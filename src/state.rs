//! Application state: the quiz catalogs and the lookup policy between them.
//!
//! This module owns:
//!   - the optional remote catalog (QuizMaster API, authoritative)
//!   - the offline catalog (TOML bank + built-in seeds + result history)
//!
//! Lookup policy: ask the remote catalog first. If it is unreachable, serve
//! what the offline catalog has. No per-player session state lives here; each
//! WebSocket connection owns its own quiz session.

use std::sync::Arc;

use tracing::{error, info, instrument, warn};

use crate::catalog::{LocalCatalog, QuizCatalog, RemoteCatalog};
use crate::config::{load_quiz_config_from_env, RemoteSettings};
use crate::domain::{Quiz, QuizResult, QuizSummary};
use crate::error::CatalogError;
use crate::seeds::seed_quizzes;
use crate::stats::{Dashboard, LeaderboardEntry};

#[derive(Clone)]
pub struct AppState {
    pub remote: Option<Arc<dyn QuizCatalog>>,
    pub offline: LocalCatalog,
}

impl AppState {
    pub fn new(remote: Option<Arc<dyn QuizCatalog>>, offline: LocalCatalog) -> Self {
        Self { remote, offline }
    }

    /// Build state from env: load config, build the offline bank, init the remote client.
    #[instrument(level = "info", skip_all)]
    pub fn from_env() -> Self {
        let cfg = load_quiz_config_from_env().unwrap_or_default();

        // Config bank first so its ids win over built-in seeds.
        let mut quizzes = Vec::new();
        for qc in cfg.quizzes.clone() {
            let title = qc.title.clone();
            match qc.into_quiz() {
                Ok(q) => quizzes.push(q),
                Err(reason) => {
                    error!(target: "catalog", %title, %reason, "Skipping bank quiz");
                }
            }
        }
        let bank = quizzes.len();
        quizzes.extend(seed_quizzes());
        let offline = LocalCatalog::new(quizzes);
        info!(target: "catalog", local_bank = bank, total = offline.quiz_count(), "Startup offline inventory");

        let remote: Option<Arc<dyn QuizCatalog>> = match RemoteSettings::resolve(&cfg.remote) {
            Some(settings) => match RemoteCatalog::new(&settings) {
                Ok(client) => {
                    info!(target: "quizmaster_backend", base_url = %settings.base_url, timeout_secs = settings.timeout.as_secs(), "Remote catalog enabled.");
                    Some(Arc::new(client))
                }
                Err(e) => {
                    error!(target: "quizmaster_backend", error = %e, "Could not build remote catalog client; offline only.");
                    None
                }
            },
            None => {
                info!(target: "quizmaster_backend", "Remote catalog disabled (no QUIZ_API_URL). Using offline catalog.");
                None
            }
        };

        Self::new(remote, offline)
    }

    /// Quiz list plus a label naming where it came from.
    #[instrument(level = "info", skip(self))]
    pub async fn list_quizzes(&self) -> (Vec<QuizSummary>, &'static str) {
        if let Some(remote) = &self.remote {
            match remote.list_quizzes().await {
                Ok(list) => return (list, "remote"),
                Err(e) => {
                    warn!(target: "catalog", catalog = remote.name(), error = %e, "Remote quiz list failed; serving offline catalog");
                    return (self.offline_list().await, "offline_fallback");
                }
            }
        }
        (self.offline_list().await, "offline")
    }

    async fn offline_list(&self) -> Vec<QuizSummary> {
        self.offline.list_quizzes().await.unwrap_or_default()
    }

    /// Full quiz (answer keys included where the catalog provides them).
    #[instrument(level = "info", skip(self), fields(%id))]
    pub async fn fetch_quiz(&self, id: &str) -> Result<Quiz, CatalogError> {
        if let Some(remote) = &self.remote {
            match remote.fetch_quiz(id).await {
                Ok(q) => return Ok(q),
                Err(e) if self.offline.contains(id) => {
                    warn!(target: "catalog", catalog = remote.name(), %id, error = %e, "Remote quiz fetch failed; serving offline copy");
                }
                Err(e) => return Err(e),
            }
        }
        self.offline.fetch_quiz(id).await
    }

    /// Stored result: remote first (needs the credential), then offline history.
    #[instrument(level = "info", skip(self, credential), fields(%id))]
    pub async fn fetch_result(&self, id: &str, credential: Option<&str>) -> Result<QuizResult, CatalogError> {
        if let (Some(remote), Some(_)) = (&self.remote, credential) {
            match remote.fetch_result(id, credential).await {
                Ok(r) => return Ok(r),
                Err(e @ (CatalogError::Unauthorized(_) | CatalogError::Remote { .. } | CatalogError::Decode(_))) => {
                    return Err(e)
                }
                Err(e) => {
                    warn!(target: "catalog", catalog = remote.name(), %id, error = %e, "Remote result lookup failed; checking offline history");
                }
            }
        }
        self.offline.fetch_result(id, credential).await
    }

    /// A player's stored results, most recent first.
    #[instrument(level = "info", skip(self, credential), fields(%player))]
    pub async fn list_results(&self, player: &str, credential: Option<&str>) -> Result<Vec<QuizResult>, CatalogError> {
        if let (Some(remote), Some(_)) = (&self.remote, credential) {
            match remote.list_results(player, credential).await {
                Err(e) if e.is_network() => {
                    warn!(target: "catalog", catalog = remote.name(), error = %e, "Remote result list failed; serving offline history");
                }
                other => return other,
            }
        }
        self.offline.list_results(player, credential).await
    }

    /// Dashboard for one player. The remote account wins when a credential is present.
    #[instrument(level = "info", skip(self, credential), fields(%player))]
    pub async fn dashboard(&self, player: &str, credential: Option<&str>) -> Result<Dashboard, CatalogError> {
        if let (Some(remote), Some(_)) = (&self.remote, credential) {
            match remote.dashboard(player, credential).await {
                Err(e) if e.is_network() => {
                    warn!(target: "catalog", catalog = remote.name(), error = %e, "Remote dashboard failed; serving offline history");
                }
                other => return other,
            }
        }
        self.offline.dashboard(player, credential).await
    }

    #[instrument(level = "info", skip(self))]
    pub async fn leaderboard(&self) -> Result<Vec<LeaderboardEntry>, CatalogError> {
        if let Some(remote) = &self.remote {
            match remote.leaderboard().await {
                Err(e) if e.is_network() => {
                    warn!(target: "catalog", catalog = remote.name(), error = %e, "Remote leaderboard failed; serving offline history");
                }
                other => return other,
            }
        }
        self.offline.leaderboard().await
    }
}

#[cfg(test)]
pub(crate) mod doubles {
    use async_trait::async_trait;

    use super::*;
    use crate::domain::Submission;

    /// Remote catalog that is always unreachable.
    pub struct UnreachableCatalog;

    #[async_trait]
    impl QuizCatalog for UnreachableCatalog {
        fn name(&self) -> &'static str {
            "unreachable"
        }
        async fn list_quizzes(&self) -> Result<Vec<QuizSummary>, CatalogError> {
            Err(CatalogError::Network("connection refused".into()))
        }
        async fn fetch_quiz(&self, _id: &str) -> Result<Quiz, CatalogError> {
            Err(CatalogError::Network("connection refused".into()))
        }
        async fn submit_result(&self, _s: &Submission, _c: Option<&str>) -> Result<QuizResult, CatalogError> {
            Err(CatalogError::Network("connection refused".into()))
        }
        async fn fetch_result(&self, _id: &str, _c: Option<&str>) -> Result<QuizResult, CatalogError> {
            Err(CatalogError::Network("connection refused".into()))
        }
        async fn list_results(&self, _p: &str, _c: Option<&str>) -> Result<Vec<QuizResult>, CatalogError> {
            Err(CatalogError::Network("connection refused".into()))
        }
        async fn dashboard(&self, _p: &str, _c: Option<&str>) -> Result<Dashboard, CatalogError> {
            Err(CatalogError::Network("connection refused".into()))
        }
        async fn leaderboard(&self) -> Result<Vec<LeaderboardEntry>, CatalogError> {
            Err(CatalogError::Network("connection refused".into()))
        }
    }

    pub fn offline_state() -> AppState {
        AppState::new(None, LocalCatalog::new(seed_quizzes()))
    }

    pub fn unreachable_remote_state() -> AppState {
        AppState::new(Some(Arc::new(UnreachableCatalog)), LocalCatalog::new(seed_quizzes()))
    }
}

********************

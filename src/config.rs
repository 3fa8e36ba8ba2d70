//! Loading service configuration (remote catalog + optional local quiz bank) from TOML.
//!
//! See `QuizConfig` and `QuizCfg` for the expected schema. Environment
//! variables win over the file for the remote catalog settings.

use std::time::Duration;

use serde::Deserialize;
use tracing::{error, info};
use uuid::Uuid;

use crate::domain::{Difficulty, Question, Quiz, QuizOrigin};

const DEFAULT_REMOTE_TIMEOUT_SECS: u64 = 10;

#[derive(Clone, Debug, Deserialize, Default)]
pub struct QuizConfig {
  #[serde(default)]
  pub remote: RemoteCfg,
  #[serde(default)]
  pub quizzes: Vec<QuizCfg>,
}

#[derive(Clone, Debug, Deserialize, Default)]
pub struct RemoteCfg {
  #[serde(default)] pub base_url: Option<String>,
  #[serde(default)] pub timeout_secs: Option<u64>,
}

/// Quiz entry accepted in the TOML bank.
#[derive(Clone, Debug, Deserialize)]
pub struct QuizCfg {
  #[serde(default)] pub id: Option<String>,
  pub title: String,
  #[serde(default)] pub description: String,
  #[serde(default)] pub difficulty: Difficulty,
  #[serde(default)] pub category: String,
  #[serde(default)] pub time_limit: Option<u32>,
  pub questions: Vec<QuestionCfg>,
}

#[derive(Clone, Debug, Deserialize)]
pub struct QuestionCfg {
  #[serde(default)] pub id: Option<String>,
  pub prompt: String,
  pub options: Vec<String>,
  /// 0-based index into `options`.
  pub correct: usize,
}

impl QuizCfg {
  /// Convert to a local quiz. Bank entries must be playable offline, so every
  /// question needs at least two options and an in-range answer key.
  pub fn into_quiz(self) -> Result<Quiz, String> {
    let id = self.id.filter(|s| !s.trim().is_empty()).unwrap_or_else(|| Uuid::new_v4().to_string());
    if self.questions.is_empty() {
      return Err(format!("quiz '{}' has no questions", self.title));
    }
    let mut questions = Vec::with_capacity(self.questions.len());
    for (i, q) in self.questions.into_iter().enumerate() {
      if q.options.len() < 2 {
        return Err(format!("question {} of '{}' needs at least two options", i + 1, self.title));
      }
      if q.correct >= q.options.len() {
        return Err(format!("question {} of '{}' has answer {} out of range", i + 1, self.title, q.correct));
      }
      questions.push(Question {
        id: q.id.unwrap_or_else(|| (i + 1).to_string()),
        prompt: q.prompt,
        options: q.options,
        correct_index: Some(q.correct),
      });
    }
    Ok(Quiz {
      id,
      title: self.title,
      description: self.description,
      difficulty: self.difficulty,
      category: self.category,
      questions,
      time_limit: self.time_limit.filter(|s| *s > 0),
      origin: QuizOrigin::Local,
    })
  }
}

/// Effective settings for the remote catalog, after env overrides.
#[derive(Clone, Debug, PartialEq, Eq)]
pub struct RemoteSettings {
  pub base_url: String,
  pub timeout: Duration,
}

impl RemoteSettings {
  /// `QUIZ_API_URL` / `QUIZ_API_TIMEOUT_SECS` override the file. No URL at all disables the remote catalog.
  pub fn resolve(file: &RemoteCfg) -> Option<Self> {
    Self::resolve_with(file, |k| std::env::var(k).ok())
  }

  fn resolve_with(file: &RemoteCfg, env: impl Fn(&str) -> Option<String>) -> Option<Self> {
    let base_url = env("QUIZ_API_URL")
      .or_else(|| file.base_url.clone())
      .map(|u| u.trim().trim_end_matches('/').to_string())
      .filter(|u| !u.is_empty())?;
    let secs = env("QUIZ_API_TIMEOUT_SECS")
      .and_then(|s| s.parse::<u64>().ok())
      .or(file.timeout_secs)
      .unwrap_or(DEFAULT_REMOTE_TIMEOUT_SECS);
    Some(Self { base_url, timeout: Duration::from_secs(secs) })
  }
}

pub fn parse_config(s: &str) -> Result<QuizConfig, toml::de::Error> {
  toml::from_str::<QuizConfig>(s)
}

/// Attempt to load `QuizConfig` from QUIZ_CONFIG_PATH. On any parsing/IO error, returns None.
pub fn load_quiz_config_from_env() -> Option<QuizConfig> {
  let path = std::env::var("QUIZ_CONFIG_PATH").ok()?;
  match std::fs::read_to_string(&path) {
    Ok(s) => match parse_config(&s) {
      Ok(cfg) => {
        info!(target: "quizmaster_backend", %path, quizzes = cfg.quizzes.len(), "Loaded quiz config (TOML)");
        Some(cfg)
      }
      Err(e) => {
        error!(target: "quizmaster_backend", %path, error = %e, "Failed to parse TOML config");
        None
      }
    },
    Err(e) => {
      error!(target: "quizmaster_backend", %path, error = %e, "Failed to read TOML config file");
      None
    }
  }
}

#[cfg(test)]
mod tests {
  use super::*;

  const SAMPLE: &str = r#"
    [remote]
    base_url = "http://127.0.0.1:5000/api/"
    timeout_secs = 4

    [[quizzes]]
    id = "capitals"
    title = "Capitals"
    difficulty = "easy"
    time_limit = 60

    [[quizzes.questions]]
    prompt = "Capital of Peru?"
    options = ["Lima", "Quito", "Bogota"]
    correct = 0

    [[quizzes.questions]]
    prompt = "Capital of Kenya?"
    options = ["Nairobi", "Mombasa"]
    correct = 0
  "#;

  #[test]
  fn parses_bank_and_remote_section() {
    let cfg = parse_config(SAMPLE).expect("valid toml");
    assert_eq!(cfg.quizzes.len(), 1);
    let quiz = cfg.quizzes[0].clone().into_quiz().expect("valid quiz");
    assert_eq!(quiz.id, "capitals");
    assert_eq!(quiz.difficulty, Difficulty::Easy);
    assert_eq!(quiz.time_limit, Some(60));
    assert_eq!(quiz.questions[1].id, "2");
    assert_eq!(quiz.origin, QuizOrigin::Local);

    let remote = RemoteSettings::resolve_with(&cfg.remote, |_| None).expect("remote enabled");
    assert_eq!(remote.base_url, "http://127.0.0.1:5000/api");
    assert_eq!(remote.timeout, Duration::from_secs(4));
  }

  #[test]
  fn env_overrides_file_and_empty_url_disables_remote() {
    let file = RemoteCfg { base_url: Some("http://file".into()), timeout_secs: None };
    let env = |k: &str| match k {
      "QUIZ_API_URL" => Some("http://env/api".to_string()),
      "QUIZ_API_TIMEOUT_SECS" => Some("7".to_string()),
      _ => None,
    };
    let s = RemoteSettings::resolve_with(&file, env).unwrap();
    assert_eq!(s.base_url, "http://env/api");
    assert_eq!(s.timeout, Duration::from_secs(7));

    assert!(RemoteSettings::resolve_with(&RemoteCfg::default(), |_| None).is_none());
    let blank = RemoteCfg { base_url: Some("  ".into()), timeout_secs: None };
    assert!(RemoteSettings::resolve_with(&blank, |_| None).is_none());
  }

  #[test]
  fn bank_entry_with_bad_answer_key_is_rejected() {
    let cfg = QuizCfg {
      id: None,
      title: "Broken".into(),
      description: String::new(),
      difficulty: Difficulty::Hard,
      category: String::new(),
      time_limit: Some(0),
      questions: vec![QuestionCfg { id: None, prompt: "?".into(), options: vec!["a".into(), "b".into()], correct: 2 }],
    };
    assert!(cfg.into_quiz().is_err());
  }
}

********************

Work request: In the entries above, find each line containing the string "owns" and copy it.

Result of this task:
//! This module owns:
//! WebSocket connection owns its own quiz session.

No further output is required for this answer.